Despite the license suspension from ASIC, the firm is still allowed to continue certain operations for the following purposes:
- to provide their clients with access to an external dispute resolution scheme;
- to ensure that Halifax continues to be required to have arrangements for compensating retail clients, including the holding of professional indemnity insurance cover;
- to allow for the termination of existing arrangements with clients of Halifax;
ASIC’s Role in Halifax License Suspension
ASIC an independent Australian government authority acts as the country’s corporate regulator. The investment commission’s established on 1 July 1998 role is to enforce and regulate companies and financial services laws to protect local consumers, investors, and creditors. At the moment ASIC works in close contact with Ferrier Hodgson the voluntary administrator of Halifax.
The Australian financial watchdog will further consider the circumstances surrounding voluntary administration, especially those related to compliance with financial services laws.
According to the law, including the Corporate Law, Halifax must keep customers’ money separate from their own. “This is an important guarantee to protect the interests of retail investors,” the ASIC announcement states.
What is AFS Licence?
The company must purchase an Australian financial services (AFS) license to conduct a financial services business. AFS license is required if, as part of their business, the company:
- provides financial product advice to clients
- deals in a financial product
- makes a market for a financial product
- operates a registered scheme
- provides a custodial or depository service, or
- provides traditional trustee company services.
AFS license is mandatory from the day the company starts its financial services business. ASIC assesses applications for AFS licenses as part of its role as regulator of the financial services industry.
The licensing process is a point-in-time assessment of the licensee and not of its owners or employees. Holding an AFS license does not guarantee the probity or quality of the licensee’s services.

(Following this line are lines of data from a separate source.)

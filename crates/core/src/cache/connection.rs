//! Database connection management with pragma configuration.
//!
//! This module handles opening the SQLite database, applying required pragmas
//! for performance and concurrency (WAL mode), and running migrations.

use super::migrations;
use crate::Error;
use std::path::Path;
use tokio_rusqlite::Connection;

const PRAGMAS: &str = "PRAGMA journal_mode=WAL;
     PRAGMA synchronous=NORMAL;
     PRAGMA temp_store=MEMORY;
     PRAGMA busy_timeout=5000;";

/// Metadata store handle.
///
/// Wraps a tokio-rusqlite Connection that runs database operations
/// on a background thread. Cloning is cheap and shares the connection,
/// so every statement is serialized and each row mutation is atomic.
#[derive(Clone, Debug)]
pub struct CacheDb {
    pub(crate) conn: Connection,
}

impl CacheDb {
    /// Open a database at the specified path.
    ///
    /// Creates the file if it doesn't exist, applies performance pragmas,
    /// and runs any pending migrations.
    pub async fn open(path: impl AsRef<Path>) -> Result<Self, Error> {
        if let Some(parent) = path.as_ref().parent()
            && !parent.as_os_str().is_empty()
        {
            tokio::fs::create_dir_all(parent).await?;
        }

        let conn = Connection::open(path).await.map_err(|e| Error::Database(e.into()))?;
        Self::init(conn).await
    }

    /// Open an in-memory database for testing.
    pub async fn open_in_memory() -> Result<Self, Error> {
        let conn = Connection::open_in_memory()
            .await
            .map_err(|e| Error::Database(e.into()))?;
        Self::init(conn).await
    }

    async fn init(conn: Connection) -> Result<Self, Error> {
        conn.call(|conn| {
            conn.execute_batch(PRAGMAS)?;
            Ok(())
        })
        .await
        .map_err(Error::Database)?;

        migrations::run(&conn).await?;

        tracing::debug!("metadata store ready");
        Ok(Self { conn })
    }
}
#[cfg(test)]
mod tests {
    use super::*;
    use crate::fetch::{OriginClient, OriginConfig};
    use async_trait::async_trait;
    use futures_util::StreamExt;
    use mediagate_core::{CacheDb, ObjectCacheLimits, ObjectStore};
    use std::collections::HashMap;
    use std::sync::Mutex;
    use std::sync::atomic::{AtomicUsize, Ordering};
    use std::time::Duration;
    use tempfile::TempDir;

    const MIB: u64 = 1024 * 1024;

    #[derive(Clone)]
    struct FakeObject {
        body: Bytes,
        declared: Option<u64>,
        status: u16,
    }

    #[derive(Default)]
    struct FakeOrigin {
        objects: Mutex<HashMap<String, FakeObject>>,
        probes: AtomicUsize,
        fetches: AtomicUsize,
        streams: AtomicUsize,
        fetch_delay: Duration,
        fetch_error: Option<u16>,
    }

    impl FakeOrigin {
        fn serve(&self, url: &str, body: &'static [u8], declared: Option<u64>) {
            let object = FakeObject { body: Bytes::from_static(body), declared, status: 200 };
            self.objects.lock().unwrap().insert(url.to_string(), object);
        }

        fn fail(&self, url: &str, status: u16) {
            let object = FakeObject { body: Bytes::new(), declared: Some(1), status };
            self.objects.lock().unwrap().insert(url.to_string(), object);
        }

        fn object(&self, url: &reqwest::Url) -> Option<FakeObject> {
            self.objects.lock().unwrap().get(url.as_str()).cloned()
        }
    }

    #[async_trait]
    impl Origin for FakeOrigin {
        async fn probe_size(&self, url: &reqwest::Url) -> Option<u64> {
            self.probes.fetch_add(1, Ordering::SeqCst);
            self.object(url).filter(|o| o.status == 200).and_then(|o| o.declared)
        }

        async fn fetch(&self, url: &reqwest::Url, limit: u64) -> Result<FetchResponse, Error> {
            self.fetches.fetch_add(1, Ordering::SeqCst);
            tokio::time::sleep(self.fetch_delay).await;
            if let Some(status) = self.fetch_error {
                return Err(Error::UpstreamStatus(status));
            }
            let object = self
                .object(url)
                .ok_or_else(|| Error::UpstreamFetch("connection refused".into()))?;
            if object.status != 200 {
                return Err(Error::UpstreamStatus(object.status));
            }
            if object.body.len() as u64 > limit {
                return Err(Error::FetchTooLarge(format!("body exceeds {limit} bytes")));
            }
            Ok(FetchResponse { content_type: Some("video/mp4".into()), bytes: object.body })
        }

        async fn stream(&self, url: &reqwest::Url) -> Result<OriginStream, Error> {
            self.streams.fetch_add(1, Ordering::SeqCst);
            let object = self
                .object(url)
                .ok_or_else(|| Error::UpstreamFetch("connection refused".into()))?;
            if object.status != 200 {
                return Err(Error::UpstreamStatus(object.status));
            }
            let len = object.body.len() as u64;
            Ok(OriginStream {
                content_type: None,
                content_length: Some(len),
                body: futures_util::stream::iter(vec![Ok(object.body)]).boxed(),
            })
        }
    }

    struct Harness {
        gateway: Arc<Gateway>,
        origin: Arc<FakeOrigin>,
        dir: TempDir,
    }

    async fn harness_with(origin: FakeOrigin, limits: ObjectCacheLimits) -> Harness {
        let dir = tempfile::tempdir().unwrap();
        let db = CacheDb::open_in_memory().await.unwrap();
        let store = ObjectStore::open(dir.path().join("downloads")).unwrap();
        let cache = Arc::new(ObjectCache::new(db, store, limits));
        let origin = Arc::new(origin);
        let gateway = Arc::new(Gateway::new(cache, origin.clone()));
        Harness { gateway, origin, dir }
    }

    async fn harness() -> Harness {
        harness_with(FakeOrigin::default(), ObjectCacheLimits { max_cache_bytes: 10 * 1024 * MIB, max_file_bytes: 50 * MIB })
            .await
    }

    async fn body_of(delivery: Delivery) -> Vec<u8> {
        match delivery {
            Delivery::Cached(object) => tokio::fs::read(&object.path).await.unwrap(),
            Delivery::Fetched { bytes, .. } => bytes.to_vec(),
            Delivery::Passthrough(stream) => {
                let chunks: Vec<Bytes> = stream.body.map(|c| c.unwrap()).collect().await;
                chunks.concat()
            }
        }
    }

    #[tokio::test]
    async fn test_second_delivery_is_served_from_cache() {
        let h = harness().await;
        h.origin.serve("https://cdn.example.com/a.mp4", b"movie", Some(5));

        let first = h.gateway.deliver("https://cdn.example.com/a.mp4").await.unwrap();
        assert!(matches!(first, Delivery::Cached(_)));
        assert_eq!(body_of(first).await, b"movie");

        let second = h.gateway.deliver("https://CDN.example.com/a.mp4#t=3").await.unwrap();
        assert!(matches!(&second, Delivery::Cached(o) if !o.verified));
        assert_eq!(body_of(second).await, b"movie");

        assert_eq!(h.origin.fetches.load(Ordering::SeqCst), 1);
        assert_eq!(h.origin.probes.load(Ordering::SeqCst), 1);
    }

    #[tokio::test]
    async fn test_oversized_object_is_never_cached() {
        let h = harness().await;
        h.origin.serve("https://cdn.example.com/big.mp4", b"huge", Some(200 * MIB));

        for _ in 0..3 {
            let delivery = h.gateway.deliver("https://cdn.example.com/big.mp4").await.unwrap();
            assert!(matches!(delivery, Delivery::Passthrough(_)));
            assert_eq!(body_of(delivery).await, b"huge");
        }

        assert_eq!(h.origin.streams.load(Ordering::SeqCst), 3);
        assert_eq!(h.origin.fetches.load(Ordering::SeqCst), 0);
        assert_eq!(h.gateway.stats().await.total_files, 0);
    }

    #[tokio::test]
    async fn test_unknown_size_passes_through() {
        let h = harness().await;
        h.origin.serve("https://cdn.example.com/live.webm", b"chunked", None);

        let delivery = h.gateway.deliver("https://cdn.example.com/live.webm").await.unwrap();
        assert!(matches!(&delivery, Delivery::Passthrough(s) if s.content_type.is_none()));
        assert_eq!(h.origin.fetches.load(Ordering::SeqCst), 0);
        assert!(h.gateway.cache().lookup("https://cdn.example.com/live.webm").await.is_none());
    }

    #[tokio::test]
    async fn test_body_larger_than_declared_size_passes_through() {
        let limits = ObjectCacheLimits { max_cache_bytes: 1000, max_file_bytes: 4 };
        let h = harness_with(FakeOrigin::default(), limits).await;
        h.origin.serve("https://cdn.example.com/liar.mp4", b"0123456789", Some(3));

        let delivery = h.gateway.deliver("https://cdn.example.com/liar.mp4").await.unwrap();
        assert!(matches!(delivery, Delivery::Passthrough(_)));
        assert_eq!(h.origin.fetches.load(Ordering::SeqCst), 1);
        assert_eq!(h.gateway.stats().await.total_files, 0);
    }

    #[tokio::test]
    async fn test_upstream_error_creates_no_entry() {
        let h = harness().await;
        h.origin.fail("https://cdn.example.com/403.mp4", 403);

        let err = h.gateway.deliver("https://cdn.example.com/403.mp4").await.unwrap_err();
        assert!(matches!(err, Error::UpstreamStatus(403)));

        let err = h.gateway.deliver("https://cdn.example.com/gone.mp4").await.unwrap_err();
        assert!(err.is_upstream());

        assert_eq!(h.gateway.stats().await.total_files, 0);
    }

    #[tokio::test]
    async fn test_fetch_failure_after_size_check_creates_no_entry() {
        let origin = FakeOrigin { fetch_error: Some(500), ..Default::default() };
        let h = harness_with(origin, ObjectCacheLimits { max_cache_bytes: 100, max_file_bytes: 10 }).await;
        h.origin.serve("https://cdn.example.com/flaky.mp4", b"ok", Some(2));

        let err = h.gateway.deliver("https://cdn.example.com/flaky.mp4").await.unwrap_err();
        assert!(matches!(err, Error::UpstreamStatus(500)));
        assert!(h.gateway.cache().lookup("https://cdn.example.com/flaky.mp4").await.is_none());
        assert!(h.gateway.prefetch("https://cdn.example.com/flaky.mp4").await.is_none());
    }

    async fn gateway_over(origin: Arc<dyn Origin>) -> (Gateway, TempDir) {
        let dir = tempfile::tempdir().unwrap();
        let db = CacheDb::open_in_memory().await.unwrap();
        let store = ObjectStore::open(dir.path().join("downloads")).unwrap();
        let limits = ObjectCacheLimits { max_cache_bytes: 10 * MIB, max_file_bytes: MIB };
        let cache = Arc::new(ObjectCache::new(db, store, limits));
        (Gateway::new(cache, origin), dir)
    }

    fn files_in(dir: &TempDir) -> usize {
        std::fs::read_dir(dir.path().join("downloads")).unwrap().count()
    }

    #[tokio::test]
    async fn test_stalled_origin_is_not_cached() {
        let addr = crate::testing::stalling_origin().await;
        let config = OriginConfig {
            probe_timeout: Duration::from_millis(200),
            passthrough_timeout: Duration::from_millis(300),
            ..Default::default()
        };
        let origin = Arc::new(OriginClient::new(config).unwrap());
        let (gateway, dir) = gateway_over(origin).await;
        let url = format!("http://{addr}/clip.mp4");

        let err = gateway.deliver(&url).await.unwrap_err();
        assert!(err.is_upstream());
        assert!(gateway.cache().lookup(&url).await.is_none());
        assert_eq!(gateway.stats().await.total_files, 0);
        assert_eq!(files_in(&dir), 0);
    }

    #[tokio::test]
    async fn test_truncated_fetch_leaves_nothing_behind() {
        let addr = crate::testing::truncating_origin(100, 10).await;
        let origin = Arc::new(OriginClient::new(OriginConfig::default()).unwrap());
        let (gateway, dir) = gateway_over(origin).await;
        let url = format!("http://{addr}/clip.mp4");

        let err = gateway.deliver(&url).await.unwrap_err();
        assert!(matches!(err, Error::UpstreamFetch(_)));
        assert!(gateway.cache().lookup(&url).await.is_none());
        assert!(gateway.prefetch(&url).await.is_none());
        assert_eq!(gateway.stats().await.total_files, 0);
        assert_eq!(files_in(&dir), 0);
    }

    #[tokio::test]
    async fn test_concurrent_misses_fetch_once() {
        let origin = FakeOrigin { fetch_delay: Duration::from_millis(50), ..Default::default() };
        let h = harness_with(origin, ObjectCacheLimits { max_cache_bytes: 1000, max_file_bytes: 100 }).await;
        h.origin.serve("https://cdn.example.com/hot.mp4", b"popular", Some(7));

        let mut handles = Vec::new();
        for _ in 0..5 {
            let gateway = h.gateway.clone();
            handles.push(tokio::spawn(async move { gateway.deliver("https://cdn.example.com/hot.mp4").await }));
        }
        for handle in handles {
            let delivery = handle.await.unwrap().unwrap();
            assert_eq!(body_of(delivery).await, b"popular");
        }

        assert_eq!(h.origin.fetches.load(Ordering::SeqCst), 1);
        assert_eq!(h.origin.probes.load(Ordering::SeqCst), 1);
    }

    #[tokio::test]
    async fn test_write_failure_serves_from_memory() {
        let h = harness().await;
        h.origin.serve("https://cdn.example.com/a.mp4", b"fragile", Some(7));
        std::fs::remove_dir_all(h.dir.path().join("downloads")).unwrap();

        let delivery = h.gateway.deliver("https://cdn.example.com/a.mp4").await.unwrap();
        assert!(matches!(&delivery, Delivery::Fetched { content_type: Some(ct), .. } if ct == "video/mp4"));
        assert_eq!(body_of(delivery).await, b"fragile");
        assert_eq!(h.gateway.stats().await.total_files, 0);
    }

    #[tokio::test]
    async fn test_prefetch() {
        let h = harness().await;
        h.origin.serve("https://cdn.example.com/a.jpg", b"img", Some(3));
        h.origin.serve("https://cdn.example.com/b.mp4", b"vid", None);

        let cached = h.gateway.prefetch("https://cdn.example.com/a.jpg").await.unwrap();
        assert_eq!(cached.size_bytes, 3);
        assert!(cached.local_name.ends_with(".jpg"));

        assert!(h.gateway.prefetch("https://cdn.example.com/b.mp4").await.is_none());
        assert!(h.gateway.prefetch("ftp://cdn.example.com/c.mp4").await.is_none());
        assert!(h.gateway.prefetch("https://cdn.example.com/missing.mp4").await.is_none());
        assert_eq!(h.origin.streams.load(Ordering::SeqCst), 0);
    }

    #[tokio::test]
    async fn test_verify_and_invalidate() {
        let h = harness().await;
        h.origin.serve("https://cdn.example.com/a.mp4", b"movie", Some(5));

        assert!(!h.gateway.verify("https://cdn.example.com/a.mp4").await.unwrap());
        h.gateway.deliver("https://cdn.example.com/a.mp4").await.unwrap();
        assert!(h.gateway.verify("cdn.example.com/a.mp4").await.unwrap());

        let hit = h.gateway.deliver("https://cdn.example.com/a.mp4").await.unwrap();
        assert!(matches!(hit, Delivery::Cached(o) if o.verified));

        h.gateway.invalidate("https://cdn.example.com/a.mp4").await.unwrap();
        assert!(h.gateway.cache().lookup("https://cdn.example.com/a.mp4").await.is_none());

        h.gateway.deliver("https://cdn.example.com/a.mp4").await.unwrap();
        assert_eq!(h.origin.fetches.load(Ordering::SeqCst), 2);
    }

    #[tokio::test]
    async fn test_cached_reports_current_state() {
        let h = harness().await;
        h.origin.serve("https://cdn.example.com/a.mp4", b"movie", Some(5));
        assert!(h.gateway.cached("https://cdn.example.com/a.mp4").await.is_none());

        h.gateway.prefetch("https://cdn.example.com/a.mp4").await.unwrap();
        let object = h.gateway.cached("HTTPS://cdn.example.com/a.mp4#t=1").await.unwrap();
        assert_eq!(object.size_bytes, 5);

        h.gateway.invalidate("https://cdn.example.com/a.mp4").await.unwrap();
        assert!(h.gateway.cached("https://cdn.example.com/a.mp4").await.is_none());
        assert!(h.gateway.cached("").await.is_none());
        assert_eq!(h.origin.fetches.load(Ordering::SeqCst), 1);
    }

    #[tokio::test]
    async fn test_invalid_urls_are_rejected() {
        let h = harness().await;
        for raw in ["", "   ", "file:///etc/passwd", "javascript:alert(1)"] {
            assert!(matches!(h.gateway.deliver(raw).await, Err(Error::InvalidUrl(_))), "{raw:?}");
        }
        assert!(matches!(h.gateway.verify("").await, Err(Error::InvalidUrl(_))));
        assert!(matches!(h.gateway.invalidate("ftp://x/y").await, Err(Error::InvalidUrl(_))));
        assert_eq!(h.origin.probes.load(Ordering::SeqCst), 0);
    }

    #[tokio::test]
    async fn test_clear_all_then_refetch() {
        let h = harness().await;
        h.origin.serve("https://cdn.example.com/a.mp4", b"aaaa", Some(4));
        h.origin.serve("https://cdn.example.com/b.mp4", b"bb", Some(2));
        h.gateway.deliver("https://cdn.example.com/a.mp4").await.unwrap();
        h.gateway.deliver("https://cdn.example.com/b.mp4").await.unwrap();

        let report = h.gateway.clear_all().await;
        assert_eq!(report, ClearReport { files_deleted: 2, bytes_freed: 6 });
        assert_eq!(h.gateway.stats().await.total_files, 0);

        h.gateway.deliver("https://cdn.example.com/a.mp4").await.unwrap();
        assert_eq!(h.origin.fetches.load(Ordering::SeqCst), 3);
    }
}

What is Voluntary Administration?
Voluntary administration is a procedure when a director of a financially troubled company or a secured creditor who charges for most of the company’s assets is appointed by an external administrator, called a “voluntary administrator”.
The role of the voluntary administrator is to investigate the business, property and financial circumstances of the company, report about them to creditors and recommend whether companies should enter into an agreement on an agreement with the company, go to liquidation or return to the company ’s director.
Another duty of a voluntary administrator is to report to ASIC about possible violations by people associated with the company. If violations are reported, ASIC will evaluate the reports to review its own investigations and actions, if any.
At the end of December, the administration demanded a 90-day extension due to the complicated process and delays due to the Christmas break period.
Does Halifax Have Any Future?
As the local press reported, at a meeting of creditors in Sydney, the firm administrator Stuart McCallum said that Halifax had $ 211 million ($ 151.5 million) of client funds at a time when administrators were appointed but only cash from $ 190 to $ 200 million of these investments. In particular, according to the administrators, investors in a bankrupt derivatives trader can expect a loss of 10-20 million Australian dollars. In addition, it may take years before they decide their claims.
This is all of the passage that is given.